The parties are authorised to approach the Deputy Judge
President for an urgent allocation for the hearing of Part B.
3.
The costs of the Part A proceedings will stand over for
determination in the Part B proceedings.
4.
The counterapplication is struck from the roll.”
[2]
Three applications for leave to appeal were filed, i.e.
on behalf of
Mr Tayob (first respondent), the directors of Shiva Uranium and ORE
(Oakbay Resources).
[3]
The application for leave to appeal was heard on 25 January
2024.
There is an overlap on the grounds upon which leave to appeal is
sought. In this judgment I will deal with the
topics raised in
the applications for leave to appeal. All three applications
are dealt with simultaneously in this judgment.
[4]
When the matter was called in the urgent court, all parties
were
present, and the papers were complete. None of the parties
requested time for the further filing of papers and I therefore
preceded to hear the matter, attempting to impose time limitations in
order to accommodate the hearing of the matter. It
suffices to
say that the time periods were exceeded, and argument took most of a
full day in court.
URGENCY
[5]
Each of the applicants for leave to appeal, appeal on
the grounds of
my finding that the matter was urgent.
[6]
The first respondent, one of the appointed business practitioners,
had filed a notice of termination of business rescue at the CIPC on
23 October 2023. The remaining business rescue practitioners
(the first and second applicants) disputed the legality of that
notice and brought the application on an urgent basis to restrain
the
directors of Shiva Uranium from performing any of their duties as
directors of the company other than in accordance with Chapter
6 of
the Companies Act (dealing with companies under supervision in
business rescue).
[7]
The applicants contended that the company remains in
financial
distress while the first respondent contended that it is not in
financial distress. Shiva Uranium is the largest
uranium mine
in the country and has been in business rescue for the past six
years. In the course of the business rescue,
litigation has
proliferated through every level of the court hierarchy pertaining to
inter alia
who the business rescue practitioners are, the
validity of substitutions of business rescue practitioners etc.
[8]
In the light thereof that the application before me represented
a
further indication of bickering between business rescue practitioners
of an important company, and as the control thereof was
in dispute, I
was satisfied that the matter had to be dealt with as a matter of
urgency. This is evident in the judgment
in which I directed
the business rescue practitioners to report to the court in Part B
proceedings, on whether the company is in
financial distress and, if
they differ, whether they have approached the court for directions in
this regard.
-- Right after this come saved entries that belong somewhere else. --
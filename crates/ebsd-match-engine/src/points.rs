//! Flattening scan grids into point records and resolving listed targets.

use ebsd_match_core::{AngleUnit, EulerAngles, Grid, GridCoords, GridError, GridShape};
use log::warn;
use serde::{Deserialize, Serialize};

use crate::listing::parse_listing_entry;
use crate::ListingError;

/// One measurement location of a scan.
#[derive(Clone, Copy, Debug, PartialEq, Serialize, Deserialize)]
pub struct OrientationPoint {
    pub coords: GridCoords,
    /// Radians. NaN components mark an unmeasured pixel.
    pub euler: EulerAngles,
    pub image_quality: f64,
    /// `None` when the scan has no phase map.
    pub phase_id: Option<i32>,
    /// 1-based row-major position in the scan.
    pub source_index: usize,
}

/// A listed point of the deformed scan.
#[derive(Clone, Debug, PartialEq, Serialize, Deserialize)]
pub struct TargetPoint {
    pub point: OrientationPoint,
    pub deformed_filename: String,
    pub deformed_index: usize,
}

/// The three Euler-angle grids of a scan, all of one shape.
#[derive(Clone, Debug, PartialEq)]
pub struct EulerGrids {
    pub phi1: Grid<f64>,
    pub phi: Grid<f64>,
    pub phi2: Grid<f64>,
    pub unit: AngleUnit,
}

impl EulerGrids {
    pub fn new(
        phi1: Grid<f64>,
        phi: Grid<f64>,
        phi2: Grid<f64>,
        unit: AngleUnit,
    ) -> Result<Self, GridError> {
        let shape = phi1.shape();
        shape.ensure_matches("euler_phi", phi.shape())?;
        shape.ensure_matches("euler_phi2", phi2.shape())?;
        Ok(Self {
            phi1,
            phi,
            phi2,
            unit,
        })
    }

    #[inline]
    pub fn shape(&self) -> GridShape {
        self.phi1.shape()
    }

    /// Euler triple at a 0-based flat index, converted to radians.
    fn angles_at(&self, index: usize) -> Option<EulerAngles> {
        Some(EulerAngles::from_unit(
            self.unit,
            *self.phi1.get_flat(index)?,
            *self.phi.get_flat(index)?,
            *self.phi2.get_flat(index)?,
        ))
    }
}

/// All per-pixel maps of one scan.
#[derive(Clone, Debug, PartialEq)]
pub struct ScanMaps {
    euler: EulerGrids,
    image_quality: Grid<f64>,
    phase: Option<Grid<i32>>,
    phase_names: Vec<String>,
}

impl ScanMaps {
    pub fn new(
        euler: EulerGrids,
        image_quality: Grid<f64>,
        phase: Option<Grid<i32>>,
    ) -> Result<Self, GridError> {
        let shape = euler.shape();
        shape.ensure_matches("image_quality", image_quality.shape())?;
        if let Some(phase) = &phase {
            shape.ensure_matches("phase_index", phase.shape())?;
        }
        Ok(Self {
            euler,
            image_quality,
            phase,
            phase_names: Vec::new(),
        })
    }

    /// Names of the phases, indexed by phase id.
    pub fn with_phase_names(mut self, names: Vec<String>) -> Self {
        self.phase_names = names;
        self
    }

    #[inline]
    pub fn shape(&self) -> GridShape {
        self.euler.shape()
    }

    #[inline]
    pub fn euler(&self) -> &EulerGrids {
        &self.euler
    }

    #[inline]
    pub fn image_quality(&self) -> &Grid<f64> {
        &self.image_quality
    }

    #[inline]
    pub fn has_phases(&self) -> bool {
        self.phase.is_some()
    }

    pub fn phase_name(&self, phase_id: i32) -> Option<&str> {
        usize::try_from(phase_id)
            .ok()
            .and_then(|i| self.phase_names.get(i))
            .map(String::as_str)
    }

    /// Point at a 0-based flat index.
    fn point_at(&self, index: usize) -> Option<OrientationPoint> {
        let shape = self.shape();
        Some(OrientationPoint {
            coords: shape.coords_of(index)?,
            euler: self.euler.angles_at(index)?,
            image_quality: *self.image_quality.get_flat(index)?,
            phase_id: match &self.phase {
                Some(phase) => Some(*phase.get_flat(index)?),
                None => None,
            },
            source_index: index + 1,
        })
    }

    /// Every pixel in row-major order.
    pub fn points(&self) -> Vec<OrientationPoint> {
        (0..self.shape().len())
            .filter_map(|i| self.point_at(i))
            .collect()
    }
}

/// Flatten the grids of a scan row-major into one point per pixel.
///
/// Nothing is filtered: unmeasured pixels keep their NaN angles.
pub fn flatten_grid(
    euler: &EulerGrids,
    image_quality: &Grid<f64>,
    phase: Option<&Grid<i32>>,
) -> Result<Vec<OrientationPoint>, GridError> {
    let scan = ScanMaps::new(euler.clone(), image_quality.clone(), phase.cloned())?;
    Ok(scan.points())
}

/// Targets resolved from a listing together with what went wrong on the way.
#[derive(Clone, Debug, Default, PartialEq)]
pub struct TargetExtraction {
    /// Resolved targets in listing order.
    pub targets: Vec<TargetPoint>,
    /// File names of every well-formed entry, in listing order.
    pub listed_filenames: Vec<String>,
    /// Skipped entries.
    pub issues: Vec<ListingError>,
}

/// Resolve each `name.tif,index` entry against the deformed scan.
///
/// Malformed entries and indices outside the scan are logged and skipped.
/// Entries with a valid index but outside the scan still count as listed.
pub fn extract_targets<S: AsRef<str>>(entries: &[S], scan: &ScanMaps) -> TargetExtraction {
    let shape = scan.shape();
    let mut out = TargetExtraction::default();

    for line in entries {
        let entry = match parse_listing_entry(line.as_ref()) {
            Ok(entry) => entry,
            Err(err) => {
                warn!("{err}");
                out.issues.push(err);
                continue;
            }
        };
        out.listed_filenames.push(entry.filename.clone());

        let point = entry
            .index
            .checked_sub(1)
            .and_then(|i| scan.point_at(i));
        match point {
            Some(point) => out.targets.push(TargetPoint {
                point,
                deformed_filename: entry.filename,
                deformed_index: entry.index,
            }),
            None => {
                let err = ListingError::IndexOutOfRange {
                    filename: entry.filename,
                    index: entry.index,
                    shape,
                };
                warn!("{err}");
                out.issues.push(err);
            }
        }
    }
    out
}

#[cfg(test)]
mod tests {
    use super::*;
    use approx::assert_relative_eq;

    fn grid(rows: Vec<Vec<f64>>) -> Grid<f64> {
        Grid::from_rows("test", rows).unwrap()
    }

    fn scan() -> ScanMaps {
        let euler = EulerGrids::new(
            grid(vec![vec![0.0, 90.0, 180.0], vec![f64::NAN, 45.0, 30.0]]),
            grid(vec![vec![0.0; 3]; 2]),
            grid(vec![vec![0.0; 3]; 2]),
            AngleUnit::Degrees,
        )
        .unwrap();
        let iq = grid(vec![vec![1.0, 2.0, 3.0], vec![4.0, 5.0, 6.0]]);
        let phase = Grid::from_rows("phase", vec![vec![1, 1, 2], vec![2, 1, 2]]).unwrap();
        ScanMaps::new(euler, iq, Some(phase)).unwrap()
    }

    #[test]
    fn flatten_is_row_major_with_one_based_index() {
        let points = scan().points();
        assert_eq!(points.len(), 6);
        for (i, p) in points.iter().enumerate() {
            assert_eq!(p.source_index, i + 1);
            assert_eq!(p.source_index - 1, p.coords.row * 3 + p.coords.col);
        }
        assert_eq!(points[4].coords, GridCoords { row: 1, col: 1 });
        assert_eq!(points[4].image_quality, 5.0);
        assert_eq!(points[4].phase_id, Some(1));
        assert_relative_eq!(points[1].euler.phi1, std::f64::consts::FRAC_PI_2);
        // unmeasured pixels are not filtered here
        assert!(!points[3].euler.is_measured());
    }

    #[test]
    fn flatten_without_phase_map() {
        let s = scan();
        let points = flatten_grid(&s.euler, &s.image_quality, None).unwrap();
        assert!(points.iter().all(|p| p.phase_id.is_none()));
    }

    #[test]
    fn mismatched_shapes_are_fatal() {
        let s = scan();
        let small_iq = grid(vec![vec![1.0, 2.0, 3.0]]);
        let err = ScanMaps::new(s.euler.clone(), small_iq, None).unwrap_err();
        assert!(matches!(err, GridError::ShapeMismatch { ref name, .. } if name == "image_quality"));

        let err = EulerGrids::new(
            grid(vec![vec![0.0; 3]; 2]),
            grid(vec![vec![0.0; 2]; 3]),
            grid(vec![vec![0.0; 3]; 2]),
            AngleUnit::Radians,
        )
        .unwrap_err();
        assert!(matches!(err, GridError::ShapeMismatch { .. }));
    }

    #[test]
    fn targets_keep_listing_order_and_skip_bad_entries() {
        let lines = ["b.tif,6", "garbage", "a.tif,2", "far.tif,99", "zero.tif,0"];
        let ex = extract_targets(&lines, &scan());

        let names: Vec<_> = ex
            .targets
            .iter()
            .map(|t| t.deformed_filename.as_str())
            .collect();
        assert_eq!(names, ["b.tif", "a.tif"]);
        assert_eq!(ex.targets[0].point.coords, GridCoords { row: 1, col: 2 });
        assert_eq!(ex.targets[0].deformed_index, 6);
        assert_eq!(ex.targets[0].point.phase_id, Some(2));
        assert_eq!(
            ex.listed_filenames,
            ["b.tif", "a.tif", "far.tif", "zero.tif"]
        );
        assert_eq!(ex.issues.len(), 3);
        assert!(matches!(ex.issues[0], ListingError::Malformed { .. }));
        assert!(matches!(
            ex.issues[1],
            ListingError::IndexOutOfRange { index: 99, .. }
        ));
    }

    #[test]
    fn phase_names_are_indexed_by_id() {
        let s = scan().with_phase_names(vec!["unindexed".into(), "Ferrite".into()]);
        assert_eq!(s.phase_name(1), Some("Ferrite"));
        assert_eq!(s.phase_name(2), None);
        assert_eq!(s.phase_name(-1), None);
    }
}
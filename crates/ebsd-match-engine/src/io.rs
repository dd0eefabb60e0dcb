//! JSON configuration, scan documents and report writers.

use std::fs::{self, File};
use std::io::{self, BufWriter, Write};
use std::path::{Path, PathBuf};

use ebsd_match_core::{AngleUnit, Grid, GridError};
use serde::{Deserialize, Serialize};

use crate::params::percentile;
use crate::{
    EulerGrids, MatchParams, MatchReport, PhaseSymmetry, PhysicalNaming, ProjectDetails,
    ProjectDetailsError, ScanMaps,
};

#[derive(thiserror::Error, Debug)]
pub enum RunIoError {
    #[error(transparent)]
    Io(#[from] io::Error),
    #[error(transparent)]
    Json(#[from] serde_json::Error),
    #[error(transparent)]
    Csv(#[from] csv::Error),
    #[error(transparent)]
    Grid(#[from] GridError),
}

/// Per-pixel maps of one scan as stored on disk.
///
/// Every map is a list of rows; `null` marks an unmeasured cell.
#[derive(Debug, Clone, Serialize, Deserialize)]
pub struct ScanDocument {
    pub euler_phi1: Vec<Vec<Option<f64>>>,
    pub euler_phi: Vec<Vec<Option<f64>>>,
    pub euler_phi2: Vec<Vec<Option<f64>>>,
    pub image_quality: Vec<Vec<Option<f64>>>,
    #[serde(default)]
    pub phase_index: Option<Vec<Vec<i32>>>,
    #[serde(default)]
    pub phase_names: Vec<String>,
    #[serde(default)]
    pub angle_unit: AngleUnit,
}

fn nan_grid(name: &str, rows: Vec<Vec<Option<f64>>>) -> Result<Grid<f64>, GridError> {
    let rows = rows
        .into_iter()
        .map(|row| row.into_iter().map(|v| v.unwrap_or(f64::NAN)).collect())
        .collect();
    Grid::from_rows(name, rows)
}

impl ScanDocument {
    pub fn load_json(path: impl AsRef<Path>) -> Result<Self, RunIoError> {
        let raw = fs::read_to_string(path)?;
        Ok(serde_json::from_str(&raw)?)
    }

    /// Validate shapes and build the in-memory scan.
    pub fn into_maps(self) -> Result<ScanMaps, GridError> {
        let euler = EulerGrids::new(
            nan_grid("euler_phi1", self.euler_phi1)?,
            nan_grid("euler_phi", self.euler_phi)?,
            nan_grid("euler_phi2", self.euler_phi2)?,
            self.angle_unit,
        )?;
        let image_quality = nan_grid("image_quality", self.image_quality)?;
        let phase = self
            .phase_index
            .map(|rows| Grid::from_rows("phase_index", rows))
            .transpose()?;
        Ok(ScanMaps::new(euler, image_quality, phase)?.with_phase_names(self.phase_names))
    }
}

/// Load and validate a scan document.
pub fn load_scan_json(path: impl AsRef<Path>) -> Result<ScanMaps, RunIoError> {
    Ok(ScanDocument::load_json(path)?.into_maps()?)
}

fn default_angle_threshold() -> f64 {
    5.0
}

fn default_scale_factor() -> f64 {
    100.0
}

/// Configuration of one matching run.
#[derive(Debug, Clone, Serialize, Deserialize)]
pub struct MatchRunConfig {
    pub reference_scan: String,
    pub target_scan: String,
    pub project_details: String,
    #[serde(default)]
    pub output_path: Option<String>,
    #[serde(default)]
    pub report_json_path: Option<String>,
    #[serde(default = "default_angle_threshold")]
    pub angle_threshold_deg: f64,
    #[serde(default = "default_scale_factor")]
    pub scale_factor: f64,
    /// Overrides the step read from the project details.
    #[serde(default)]
    pub x_step: Option<f64>,
    #[serde(default)]
    pub y_step: Option<f64>,
    #[serde(default)]
    pub symmetry: PhaseSymmetry,
    /// Drop reference pixels below this image-quality percentile (0..=100).
    #[serde(default)]
    pub reference_quality_percentile: Option<f64>,
}

impl MatchRunConfig {
    /// Load a JSON config from disk.
    pub fn load_json(path: impl AsRef<Path>) -> Result<Self, RunIoError> {
        let raw = fs::read_to_string(path)?;
        Ok(serde_json::from_str(&raw)?)
    }

    /// Write this config to disk as pretty JSON.
    pub fn write_json(&self, path: impl AsRef<Path>) -> Result<(), RunIoError> {
        let json = serde_json::to_string_pretty(self)?;
        fs::write(path, json)?;
        Ok(())
    }

    /// Resolve the output CSV path.
    pub fn output_path(&self) -> PathBuf {
        self.output_path
            .as_ref()
            .map(PathBuf::from)
            .unwrap_or_else(|| PathBuf::from("match_report.csv"))
    }

    /// Matching parameters for this run.
    ///
    /// Steps come from the project details unless overridden; the quality
    /// floor, when configured, is a percentile of the reference scan.
    pub fn build_params(
        &self,
        details: &ProjectDetails,
        reference: &ScanMaps,
    ) -> Result<MatchParams, ProjectDetailsError> {
        let x_step = match self.x_step {
            Some(step) => step,
            None => details.x_step()?,
        };
        let y_step = match self.y_step {
            Some(step) => step,
            None => details.y_step()?,
        };
        let min_reference_quality = self.reference_quality_percentile.and_then(|p| {
            percentile(reference.image_quality().as_slice().iter().copied(), p)
        });

        Ok(MatchParams {
            angle_threshold_deg: self.angle_threshold_deg,
            naming: PhysicalNaming {
                x_step,
                y_step,
                scale_factor: self.scale_factor,
            },
            min_reference_quality,
        })
    }
}

const REPORT_COLUMNS: [&str; 7] = [
    "Deformed_Filename",
    "Matched_0th_Filename",
    "Deformed_Index",
    "Matched_0th_Index",
    "Matched_0th_IQ",
    "Misorientation (deg)",
    "phase",
];

#[derive(Serialize)]
struct ReportRow<'a> {
    deformed_filename: &'a str,
    matched_filename: &'a str,
    deformed_index: usize,
    matched_index: usize,
    matched_quality: f64,
    misorientation_deg: f64,
    phase: String,
}

fn round_one_decimal(value: f64) -> f64 {
    (value * 10.0).round_ties_even() / 10.0
}

impl MatchReport {
    /// Write the CSV report: `#` header lines, then one row per match.
    pub fn write_csv_to<W: Write>(&self, mut out: W) -> Result<(), RunIoError> {
        writeln!(out, "# angle_threshold: {:?}", self.angle_threshold_deg)?;
        writeln!(out, "# number_of_references: {}", self.number_of_references)?;
        writeln!(out, "# number_of_matched_patterns: {}", self.matched_count())?;
        writeln!(out, "# no_matched_patterns: \"{}\"", self.unmatched.join(" "))?;

        let mut writer = csv::WriterBuilder::new()
            .has_headers(false)
            .from_writer(&mut out);
        writer.write_record(REPORT_COLUMNS)?;
        for m in &self.matches {
            writer.serialize(ReportRow {
                deformed_filename: &m.deformed_filename,
                matched_filename: &m.matched_physical_name,
                deformed_index: m.deformed_index,
                matched_index: m.matched_reference_index,
                matched_quality: m.matched_reference_quality,
                misorientation_deg: round_one_decimal(m.matched_angle_deg),
                phase: self
                    .phase_label(m.phase_id)
                    .unwrap_or_else(|| "-".to_string()),
            })?;
        }
        writer.flush()?;
        Ok(())
    }

    pub fn write_csv(&self, path: impl AsRef<Path>) -> Result<(), RunIoError> {
        let mut file = BufWriter::new(File::create(path)?);
        self.write_csv_to(&mut file)?;
        file.flush()?;
        Ok(())
    }

    pub fn write_json(&self, path: impl AsRef<Path>) -> Result<(), RunIoError> {
        let json = serde_json::to_string_pretty(self)?;
        fs::write(path, json)?;
        Ok(())
    }

    pub fn load_json(path: impl AsRef<Path>) -> Result<Self, RunIoError> {
        let raw = fs::read_to_string(path)?;
        Ok(serde_json::from_str(&raw)?)
    }
}

#[cfg(test)]
mod tests {
    use super::*;
    use crate::{Match, PhaseSummary};
    use ebsd_match_core::{CrystalSystem, GridCoords};

    fn report() -> MatchReport {
        let m = |name: &str, angle: f64| Match {
            deformed_filename: name.to_string(),
            deformed_index: 4,
            phase_id: Some(1),
            matched_reference_index: 7,
            matched_reference_coords: GridCoords { row: 1, col: 2 },
            matched_reference_quality: 812.5,
            matched_angle_deg: angle,
            matched_physical_name: "0th_x100y50.tif".to_string(),
        };
        MatchReport::assemble(
            5.0,
            &["p2.tif", "p1.tif", "p3.tif", "p10.tif"],
            vec![m("p10.tif", 1.26), m("p2.tif", 0.04)],
            vec![PhaseSummary {
                phase_id: Some(1),
                phase_name: Some("Iron bcc".to_string()),
                symmetry: CrystalSystem::Cubic,
                targets: 3,
                matched: 2,
            }],
        )
    }

    #[test]
    fn csv_report_has_header_block_and_rows() {
        let mut out = Vec::new();
        report().write_csv_to(&mut out).unwrap();
        let text = String::from_utf8(out).unwrap();
        let lines: Vec<&str> = text.lines().collect();
        assert_eq!(
            lines,
            [
                "# angle_threshold: 5.0",
                "# number_of_references: 4",
                "# number_of_matched_patterns: 2",
                "# no_matched_patterns: \"p1.tif p3.tif\"",
                "Deformed_Filename,Matched_0th_Filename,Deformed_Index,Matched_0th_Index,Matched_0th_IQ,Misorientation (deg),phase",
                "p2.tif,0th_x100y50.tif,4,7,812.5,0.0,Iron bcc",
                "p10.tif,0th_x100y50.tif,4,7,812.5,1.3,Iron bcc",
            ]
        );
    }

    #[test]
    fn json_report_round_trips_through_disk() {
        let dir = tempfile::tempdir().unwrap();
        let path = dir.path().join("report.json");
        let report = report();
        report.write_json(&path).unwrap();
        assert_eq!(MatchReport::load_json(&path).unwrap(), report);
    }

    #[test]
    fn scan_document_maps_nulls_to_nan() {
        let json = r#"{
            "euler_phi1": [[0.0, null], [1.0, 2.0]],
            "euler_phi":  [[0.0, 0.0], [0.0, 0.0]],
            "euler_phi2": [[0.0, 0.0], [0.0, 0.0]],
            "image_quality": [[1.0, 2.0], [3.0, null]],
            "phase_index": [[1, 1], [2, 2]],
            "phase_names": ["none", "a", "b"],
            "angle_unit": "radians"
        }"#;
        let doc: ScanDocument = serde_json::from_str(json).unwrap();
        let scan = doc.into_maps().unwrap();
        let points = scan.points();
        assert!(!points[1].euler.is_measured());
        assert_eq!(points[2].euler.phi1, 1.0);
        assert!(points[3].image_quality.is_nan());
        assert_eq!(scan.phase_name(2), Some("b"));
    }

    #[test]
    fn scan_document_rejects_mismatched_maps() {
        let json = r#"{
            "euler_phi1": [[0.0, 0.0]],
            "euler_phi":  [[0.0, 0.0]],
            "euler_phi2": [[0.0, 0.0]],
            "image_quality": [[1.0], [2.0]]
        }"#;
        let doc: ScanDocument = serde_json::from_str(json).unwrap();
        assert!(matches!(
            doc.into_maps(),
            Err(GridError::ShapeMismatch { .. })
        ));
    }

    #[test]
    fn config_defaults_and_params() {
        let json = r#"{
            "reference_scan": "ref.json",
            "target_scan": "def.json",
            "project_details": "details.csv",
            "y_step": 2.0,
            "symmetry": { "default": "cubic" }
        }"#;
        let config: MatchRunConfig = serde_json::from_str(json).unwrap();
        assert_eq!(config.angle_threshold_deg, 5.0);
        assert_eq!(config.scale_factor, 100.0);
        assert_eq!(config.output_path(), PathBuf::from("match_report.csv"));

        let details = ProjectDetails::from_reader("x_step,0.5\ny_step,0.5\n".as_bytes()).unwrap();
        let doc: ScanDocument = serde_json::from_str(
            r#"{"euler_phi1": [[0.0]], "euler_phi": [[0.0]], "euler_phi2": [[0.0]], "image_quality": [[1.0]]}"#,
        )
        .unwrap();
        let params = config.build_params(&details, &doc.into_maps().unwrap()).unwrap();
        assert_eq!(params.naming.x_step, 0.5);
        assert_eq!(params.naming.y_step, 2.0);
        assert_eq!(params.min_reference_quality, None);
    }
}
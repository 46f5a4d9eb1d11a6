// LabWired - Firmware Simulation Platform
// Copyright (C) 2026 Andrii Shylenko
//
// This software is released under the MIT License.
// See the LICENSE file in the project root for full license information.

use anyhow::{bail, Context, Result};
use clap::Parser;
use labwired_config::{SystemManifest, DEFAULT_TIMER_CLOCK_HZ};
use labwired_core::bus::SystemBus;
use labwired_core::sim::{BlinkReport, BlinkSession, LedProbe};
use std::path::{Path, PathBuf};
use std::process::ExitCode;
use tracing::{error, info, warn};

const EXIT_PASS: u8 = 0;
const EXIT_CONFIG_ERROR: u8 = 2;
const EXIT_RUNTIME_ERROR: u8 = 3;

#[derive(Parser, Debug)]
#[command(
    author,
    version,
    about = "Run the PC13 timer blinker against the LabWired register simulator",
    long_about = None
)]
struct Cli {
    /// Path to the system manifest (YAML). Defaults to the built-in STM32F103 map.
    #[arg(short, long)]
    system: Option<PathBuf>,

    /// Simulated time to run, in seconds
    #[arg(long, default_value = "5")]
    seconds: f64,

    /// Timer input cycles between two polls of the main loop
    #[arg(long, default_value = "1000")]
    step_cycles: u64,

    /// Board IO id of the LED to watch (default: first LED in the manifest)
    #[arg(long)]
    led: Option<String>,

    /// Print the run report as a single JSON line
    #[arg(long)]
    json: bool,

    /// Write a JSON snapshot of the peripherals after the run
    #[arg(long)]
    snapshot: Option<PathBuf>,

    /// Enable debug-level tracing (register traffic, LED edges)
    #[arg(short, long)]
    trace: bool,
}

struct Setup {
    bus: SystemBus,
    probe: LedProbe,
    timer_clock_hz: u32,
}

fn main() -> ExitCode {
    let cli = Cli::parse();

    let level = if cli.trace {
        tracing::Level::DEBUG
    } else {
        tracing::Level::INFO
    };
    tracing_subscriber::fmt()
        .with_max_level(level)
        .with_writer(std::io::stderr)
        .init();

    let setup = match build_setup(&cli) {
        Ok(setup) => setup,
        Err(e) => {
            error!("{:#}", e);
            return ExitCode::from(EXIT_CONFIG_ERROR);
        }
    };

    match run(&cli, setup) {
        Ok(report) if report.toggles > 0 => ExitCode::from(EXIT_PASS),
        Ok(_) => {
            error!("LED never toggled in {} s of simulated time", cli.seconds);
            ExitCode::from(EXIT_RUNTIME_ERROR)
        }
        Err(e) => {
            error!("{:#}", e);
            ExitCode::from(EXIT_RUNTIME_ERROR)
        }
    }
}

fn build_setup(cli: &Cli) -> Result<Setup> {
    if !cli.seconds.is_finite() || cli.seconds < 0.0 {
        bail!("--seconds must be a non-negative number, got {}", cli.seconds);
    }
    if cli.step_cycles == 0 {
        bail!("--step-cycles must be at least 1");
    }

    let Some(system_path) = &cli.system else {
        info!("No system manifest given; using built-in STM32F103 map");
        if let Some(led) = &cli.led {
            let default = LedProbe::bluepill();
            if *led != default.id {
                bail!("Unknown LED '{}'; the built-in map only has '{}'", led, default.id);
            }
        }
        return Ok(Setup {
            bus: SystemBus::new(),
            probe: LedProbe::bluepill(),
            timer_clock_hz: DEFAULT_TIMER_CLOCK_HZ,
        });
    };

    let (manifest, chip) = SystemManifest::load_with_chip(system_path)
        .with_context(|| format!("Failed to load system {:?}", system_path))?;
    info!("System '{}' on chip '{}'", manifest.name, chip.name);

    let binding = match &cli.led {
        Some(id) => manifest
            .leds()
            .find(|io| io.id == *id)
            .with_context(|| format!("No LED named '{}' in {:?}", id, system_path))?,
        None => manifest
            .leds()
            .next()
            .with_context(|| format!("No LED in board_io of {:?}", system_path))?,
    };

    if manifest.clock.timer_clock_hz != blinker::timing::TIMER_CLOCK_HZ {
        warn!(
            "Timer clock is {} Hz but the firmware assumes {} Hz; expect a {:.3} s half period",
            manifest.clock.timer_clock_hz,
            blinker::timing::TIMER_CLOCK_HZ,
            blinker::timing::overflow_period_us(
                manifest.clock.timer_clock_hz,
                blinker::timing::PRESCALER,
                blinker::timing::AUTO_RELOAD
            ) as f64
                / 1e6
        );
    }

    Ok(Setup {
        bus: SystemBus::from_config(&chip)?,
        probe: LedProbe::from(binding),
        timer_clock_hz: manifest.clock.timer_clock_hz,
    })
}

fn run(cli: &Cli, setup: Setup) -> Result<BlinkReport> {
    let total_cycles = (cli.seconds * f64::from(setup.timer_clock_hz)).round() as u64;
    info!(
        "Simulating {} s ({} timer cycles, poll every {} cycles), watching {}",
        cli.seconds, total_cycles, cli.step_cycles, setup.probe.id
    );

    let mut session = BlinkSession::new(setup.bus, setup.probe, setup.timer_clock_hz)?;
    session.run_for(total_cycles, cli.step_cycles)?;
    let report = session.report();

    if let Some(path) = &cli.snapshot {
        write_snapshot(&session, path)?;
    }

    if cli.json {
        println!("{}", serde_json::to_string(&report)?);
    } else {
        print_summary(&report);
    }

    info!(
        "Run finished: {} toggles, {} polls, {} bus faults",
        report.toggles, report.polls, report.bus_faults
    );
    Ok(report)
}

fn write_snapshot(session: &BlinkSession, path: &Path) -> Result<()> {
    let bus = session.bus();
    let peripherals: serde_json::Map<String, serde_json::Value> = bus
        .peripherals
        .iter()
        .filter_map(|p| bus.peek_peripheral(&p.name).map(|v| (p.name.clone(), v)))
        .collect();
    let snapshot = serde_json::json!({
        "cycle": session.cycle(),
        "peripherals": peripherals,
    });
    let f = std::fs::File::create(path)
        .with_context(|| format!("Failed to create snapshot {:?}", path))?;
    serde_json::to_writer_pretty(f, &snapshot)?;
    info!("Snapshot written to {:?}", path);
    Ok(())
}

fn print_summary(report: &BlinkReport) {
    println!(
        "{}: {} toggles in {:.3} s ({} timer overflows)",
        report.led,
        report.toggles,
        report.simulated_ms / 1000.0,
        report.timer_overflows
    );
    for edge in &report.edges {
        println!(
            "  {:>12.3} ms  {}",
            edge.time_ms,
            if edge.lit { "ON" } else { "OFF" }
        );
    }
    if let Some(half) = report.half_period_ms {
        println!("  half period: {:.3} ms", half);
    }
    if let Some(duty) = report.duty_cycle {
        println!("  duty cycle:  {:.1}%", duty * 100.0);
    }
}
I further granted
an order to facilitate the
expeditious hearing of Part B.
[9]
It is against this backdrop that the application for
leave to appeal
against my finding of urgency is assessed.
[10]
There is clear authority to the effect that a finding on urgency is
not
dispositive of the matter and is therefore in principle not
appealable. (See:
Lubambo v Prebyterian Church of
Africa
1994 3 SA 241
(SE) at 242H-244;
K Malao Inc v Investec
Bank
2021 JDR 0108 (GP)). In this matter the urgency was
interwoven with the facts and could not be dealt with
in limine
.
[11]
The applicants further contend that I was bound by the Practice
Directive
and erred in not refusing to hear the matter as the papers
exceeded 500 pages. The practice directive was relied upon as
granting the respondents’ rights. The practice directive
has been created to guide proceedings in the urgent court.
They
do not create rights for litigants but provide guidelines for the
administration of justice. The court has a constitutional
right to
regulate its affairs. (See: Section 173 of the Constitution,
1996)
[12]
As I had read the papers, and as the core issues appeared to be
crisp,
I decided to hear the matter rather than burden another court
with reading the papers again.
[13]
It suffices to state that I am of the view that the issues of urgency
and compliance with the practice directive are not appealable.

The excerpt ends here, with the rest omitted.